Owner of Peregrine Espresso, Ryan Jensen, says, “We think it’s a really valuable experience to compete because it allows our staff an opportunity to engage the national coffee community and share new ideas about coffee. It’s doubly rewarding to place well and I’m so proud of our team for their work both this weekend and every day.”

About Peregrine Espresso

At Peregrine Espresso, our mission is to serve the highest quality coffee with excellent service and outstanding education while implementing honest and sustainable business practices. Founded in 2008, Peregrine has three DC locations at 660 Pennsylvania Ave SE on Capitol Hill, 1718 14th St NW in MidCity and 1309 5th St NE inside Union Market.”

9 Comment

  • epric002

    well done and well deserved!

    • +1. Even with all the excellent newcomers, peregrine still makes my favorite coffee in DC

      • I don’t know. I just don’t think Peregrine cuts it anymore. Especially compared to The Coffee Bar and Wydown.

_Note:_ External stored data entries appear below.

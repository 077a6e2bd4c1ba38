//! Conversions to and from `chrono`, enabled by the `chrono` feature.

use chrono::{Datelike, NaiveDate};

use crate::error::{DateElement, RangeError};
use crate::types::{CalendarDate, DateLike};
use crate::{IsoDate, MAX_YEAR, MIN_YEAR};

impl From<CalendarDate> for NaiveDate {
    fn from(date: CalendarDate) -> Self {
        // chrono covers years far beyond 0..=9999, so a valid date always maps.
        Self::from_ymd_opt(i32::from(date.year()), u32::from(date.month()), u32::from(date.day()))
            .expect("calendar date within chrono's range")
    }
}

impl From<IsoDate> for NaiveDate {
    fn from(date: IsoDate) -> Self {
        date.to_calendar_date().into()
    }
}

impl TryFrom<NaiveDate> for CalendarDate {
    type Error = RangeError;

    fn try_from(date: NaiveDate) -> Result<Self, Self::Error> {
        let year = u16::try_from(date.year())
            .ok()
            .filter(|year| *year <= MAX_YEAR)
            .ok_or(RangeError {
                element: DateElement::Year,
                value:   date.year().clamp(0, i32::from(u16::MAX)) as u16,
                year:    date.year().clamp(0, i32::from(u16::MAX)) as u16,
                min:     MIN_YEAR,
                max:     MAX_YEAR,
            })?;
        // chrono months and days are at most 12 and 31
        Self::new(year, date.month() as u8, date.day() as u8)
    }
}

        • Not saying Peregrine is bad, though. Just saying that there is better coffee out there these days.

        • Maybe it just isn’t my preferred style, but the last time I had espresso there, I had to toss it., and I NEVER throw away coffee. My dad could barely stomach it either. Way too bitter, even after a ton of sugar. I’ve also never been a huge fan of their iced or pour over coffee. I get the whole wanting to taste all the different notes or whatever, but it just isn’t enjoyable for me. My favorite in the city, and ever since I frequented them in Philly, is La Colombe. I also ordered amazing coffee from Blue Bottle over Christmas. Maybe it’s because it was just roasted before shipping, but never have I had such interesting but pleasant tasting coffee. I kept expecting a bitter note, but nada.

  • really? La colombe, Wydown, and Compass are way better

  • Peregrine is still good, but I think many DC folks are a little bored with Counter Culture. It’s been nice to see the diversity of coffee that places like Vigilante, Wydown, Compass, and La Colombe are bringing to the city.

  • Peregrine is a really great shop, I wouldn’t say the best in DC, but it has to be considered that not all coffee shops choose to enter competitions or send their staff to competition. It’s pretty expensive to attend industry events like SCAA and Coffee Fest. I’ll agree with other commenters about DC getting tired of Counter Culture. A lot of shops use it and brew it poorly, which can put people off after a while (plus, not everyone likes a vibrantly fruit forward brew, which is CC’s cup of tea).

    The Wydown is a phenomenal shop, they pick great coffees to work with and usually have something for every palette. It’s casual and allows the standard grab and go experience or something more educational if you strike up a conversation with the staff. I really liked what Mockingbird Hill had going on for a while there but they’ve scaled back so much I never make it during their coffee bar hours.

    I was excited for Compass, but unfortunately haven’t had luck finding one of their coffees I like. They’re under extracting their espresso and overcompensating with roast. A lot of people are used to their coffee tasting heavily of roast, thanks to Starbucks preference for french roasting, and the generally low quality coffee weve gotten used to over the last 50 years or so but it doesn’t have to be that way!

    MBH and Slipstream down in Logan Circle are the only shops I know of in DC that usually have an incredibly light roast on their menu and both of them actually know how to do it. Not sure what the fate of MBH at as a coffee shop will be, but Slipstream gets better every time I go back. Totally different experience than your regular coffee shop, and I kind of wish they’d stop trying to be a restaurant too, but if you go for a coffee and sit at the bar, you’ll be blown away by the knowledge of their staff and get a really great cup of coffee.